◆ PROBLEM:
Each line of the records containing "else" is to be copied out and returned.

◆ GIVEN DATA:

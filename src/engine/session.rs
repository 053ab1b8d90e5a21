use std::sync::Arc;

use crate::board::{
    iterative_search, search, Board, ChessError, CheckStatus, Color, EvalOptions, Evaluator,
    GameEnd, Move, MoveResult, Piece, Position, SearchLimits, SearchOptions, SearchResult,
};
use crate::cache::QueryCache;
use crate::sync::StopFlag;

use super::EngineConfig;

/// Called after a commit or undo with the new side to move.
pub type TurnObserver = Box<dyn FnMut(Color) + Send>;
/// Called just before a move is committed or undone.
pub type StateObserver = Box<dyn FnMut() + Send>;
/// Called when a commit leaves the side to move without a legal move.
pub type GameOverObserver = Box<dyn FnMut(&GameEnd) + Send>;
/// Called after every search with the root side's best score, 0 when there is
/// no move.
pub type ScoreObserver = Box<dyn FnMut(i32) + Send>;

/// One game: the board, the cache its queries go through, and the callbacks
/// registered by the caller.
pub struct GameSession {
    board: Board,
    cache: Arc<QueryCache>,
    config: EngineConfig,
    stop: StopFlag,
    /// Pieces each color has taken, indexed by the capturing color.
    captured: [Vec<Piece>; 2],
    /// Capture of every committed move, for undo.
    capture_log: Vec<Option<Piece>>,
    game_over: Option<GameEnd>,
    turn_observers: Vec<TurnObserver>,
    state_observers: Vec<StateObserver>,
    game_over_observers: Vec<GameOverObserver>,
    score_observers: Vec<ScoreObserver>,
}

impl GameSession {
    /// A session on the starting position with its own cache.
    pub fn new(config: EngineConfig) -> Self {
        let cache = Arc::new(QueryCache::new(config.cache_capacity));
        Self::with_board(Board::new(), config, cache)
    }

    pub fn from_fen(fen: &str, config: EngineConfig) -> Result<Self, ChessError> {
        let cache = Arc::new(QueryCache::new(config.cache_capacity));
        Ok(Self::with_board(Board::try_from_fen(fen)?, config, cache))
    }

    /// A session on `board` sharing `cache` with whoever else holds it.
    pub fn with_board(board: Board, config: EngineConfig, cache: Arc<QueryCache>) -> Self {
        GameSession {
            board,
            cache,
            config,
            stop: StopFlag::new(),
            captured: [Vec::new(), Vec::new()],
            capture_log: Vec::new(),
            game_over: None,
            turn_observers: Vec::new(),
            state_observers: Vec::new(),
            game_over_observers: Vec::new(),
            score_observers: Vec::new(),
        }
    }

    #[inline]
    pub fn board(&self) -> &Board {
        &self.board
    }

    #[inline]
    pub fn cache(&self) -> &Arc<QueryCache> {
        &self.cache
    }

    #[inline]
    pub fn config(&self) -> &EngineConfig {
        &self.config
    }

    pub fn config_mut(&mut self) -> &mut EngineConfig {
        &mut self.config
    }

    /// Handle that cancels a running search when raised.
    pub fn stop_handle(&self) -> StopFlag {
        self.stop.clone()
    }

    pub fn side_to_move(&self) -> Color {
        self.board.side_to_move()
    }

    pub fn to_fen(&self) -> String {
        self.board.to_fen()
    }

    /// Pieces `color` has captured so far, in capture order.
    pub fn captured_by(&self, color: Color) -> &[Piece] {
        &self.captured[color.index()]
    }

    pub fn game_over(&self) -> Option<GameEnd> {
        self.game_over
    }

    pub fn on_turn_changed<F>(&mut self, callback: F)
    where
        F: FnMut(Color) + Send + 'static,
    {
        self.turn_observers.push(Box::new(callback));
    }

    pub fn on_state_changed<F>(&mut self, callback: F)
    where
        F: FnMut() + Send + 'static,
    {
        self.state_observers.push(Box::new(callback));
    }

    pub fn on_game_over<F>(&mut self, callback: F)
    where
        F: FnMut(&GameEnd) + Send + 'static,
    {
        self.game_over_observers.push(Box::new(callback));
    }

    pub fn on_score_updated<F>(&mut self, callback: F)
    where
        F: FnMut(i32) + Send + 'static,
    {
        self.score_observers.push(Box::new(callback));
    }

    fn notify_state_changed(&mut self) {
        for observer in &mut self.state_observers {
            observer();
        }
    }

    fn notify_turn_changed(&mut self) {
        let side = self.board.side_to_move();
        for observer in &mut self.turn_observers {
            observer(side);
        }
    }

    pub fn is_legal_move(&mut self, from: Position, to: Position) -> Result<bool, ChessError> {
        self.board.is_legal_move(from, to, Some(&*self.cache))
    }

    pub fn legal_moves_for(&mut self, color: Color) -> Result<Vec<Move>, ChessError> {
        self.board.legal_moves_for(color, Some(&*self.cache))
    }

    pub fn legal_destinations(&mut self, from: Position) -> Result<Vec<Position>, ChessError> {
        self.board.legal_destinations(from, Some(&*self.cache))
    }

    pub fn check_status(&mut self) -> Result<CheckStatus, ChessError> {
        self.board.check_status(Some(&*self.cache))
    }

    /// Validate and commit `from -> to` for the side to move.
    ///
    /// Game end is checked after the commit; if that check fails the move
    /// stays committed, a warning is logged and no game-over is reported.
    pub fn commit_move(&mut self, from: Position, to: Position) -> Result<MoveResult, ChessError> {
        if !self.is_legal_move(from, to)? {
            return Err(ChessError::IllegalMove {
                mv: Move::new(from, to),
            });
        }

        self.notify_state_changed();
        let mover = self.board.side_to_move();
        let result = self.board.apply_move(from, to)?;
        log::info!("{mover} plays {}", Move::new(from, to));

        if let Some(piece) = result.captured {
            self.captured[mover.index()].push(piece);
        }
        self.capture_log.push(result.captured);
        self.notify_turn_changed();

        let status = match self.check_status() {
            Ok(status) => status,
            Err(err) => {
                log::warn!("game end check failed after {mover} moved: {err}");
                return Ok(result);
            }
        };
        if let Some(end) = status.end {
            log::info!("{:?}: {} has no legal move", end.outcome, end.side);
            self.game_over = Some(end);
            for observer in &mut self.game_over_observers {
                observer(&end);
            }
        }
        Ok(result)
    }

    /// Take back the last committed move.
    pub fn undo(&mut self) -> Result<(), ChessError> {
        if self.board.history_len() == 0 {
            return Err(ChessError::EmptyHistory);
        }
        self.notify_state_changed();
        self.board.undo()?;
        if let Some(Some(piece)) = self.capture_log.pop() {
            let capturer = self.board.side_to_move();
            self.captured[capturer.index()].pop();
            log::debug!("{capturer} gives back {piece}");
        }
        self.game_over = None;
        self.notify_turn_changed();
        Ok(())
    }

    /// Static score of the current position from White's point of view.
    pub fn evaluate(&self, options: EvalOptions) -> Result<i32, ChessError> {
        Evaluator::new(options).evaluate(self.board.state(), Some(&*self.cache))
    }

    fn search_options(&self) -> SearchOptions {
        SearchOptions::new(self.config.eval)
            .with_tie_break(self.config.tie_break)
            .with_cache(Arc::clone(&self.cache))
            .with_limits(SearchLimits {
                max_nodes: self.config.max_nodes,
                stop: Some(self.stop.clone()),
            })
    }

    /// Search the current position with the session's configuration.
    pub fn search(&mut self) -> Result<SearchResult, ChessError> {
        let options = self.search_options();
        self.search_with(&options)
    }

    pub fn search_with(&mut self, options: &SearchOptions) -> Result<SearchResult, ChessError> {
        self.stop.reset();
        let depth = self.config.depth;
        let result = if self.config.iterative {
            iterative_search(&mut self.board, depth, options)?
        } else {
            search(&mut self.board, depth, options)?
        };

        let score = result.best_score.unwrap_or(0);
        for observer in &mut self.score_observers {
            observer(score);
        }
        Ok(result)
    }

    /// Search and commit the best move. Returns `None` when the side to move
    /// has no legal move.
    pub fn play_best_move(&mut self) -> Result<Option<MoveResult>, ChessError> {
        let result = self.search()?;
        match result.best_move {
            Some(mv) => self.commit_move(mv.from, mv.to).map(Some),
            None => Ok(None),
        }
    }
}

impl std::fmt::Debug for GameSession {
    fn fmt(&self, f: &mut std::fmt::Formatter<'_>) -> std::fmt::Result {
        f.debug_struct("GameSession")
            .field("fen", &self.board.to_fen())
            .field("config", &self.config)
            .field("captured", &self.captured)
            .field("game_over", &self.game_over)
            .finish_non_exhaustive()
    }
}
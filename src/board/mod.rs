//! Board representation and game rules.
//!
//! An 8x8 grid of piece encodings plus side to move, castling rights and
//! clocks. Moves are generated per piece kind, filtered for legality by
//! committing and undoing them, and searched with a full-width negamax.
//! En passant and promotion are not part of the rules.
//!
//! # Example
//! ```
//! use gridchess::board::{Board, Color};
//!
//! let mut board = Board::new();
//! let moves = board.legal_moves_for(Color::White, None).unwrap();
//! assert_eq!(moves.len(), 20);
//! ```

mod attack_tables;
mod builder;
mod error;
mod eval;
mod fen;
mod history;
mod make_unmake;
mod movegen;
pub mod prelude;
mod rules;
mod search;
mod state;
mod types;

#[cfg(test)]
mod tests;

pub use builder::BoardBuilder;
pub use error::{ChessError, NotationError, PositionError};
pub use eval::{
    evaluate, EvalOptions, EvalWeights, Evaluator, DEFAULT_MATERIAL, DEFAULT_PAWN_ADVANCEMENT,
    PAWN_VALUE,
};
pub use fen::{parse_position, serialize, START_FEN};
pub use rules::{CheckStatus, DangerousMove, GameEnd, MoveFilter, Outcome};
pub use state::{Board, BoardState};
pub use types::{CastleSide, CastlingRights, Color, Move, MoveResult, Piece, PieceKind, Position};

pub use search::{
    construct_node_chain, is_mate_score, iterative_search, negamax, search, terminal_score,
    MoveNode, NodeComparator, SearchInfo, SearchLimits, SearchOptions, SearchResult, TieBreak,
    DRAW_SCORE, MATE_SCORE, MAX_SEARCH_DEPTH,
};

◆ RESULT BELOW:
    /// A session on `board` sharing `cache` with whoever else holds it.
        } else {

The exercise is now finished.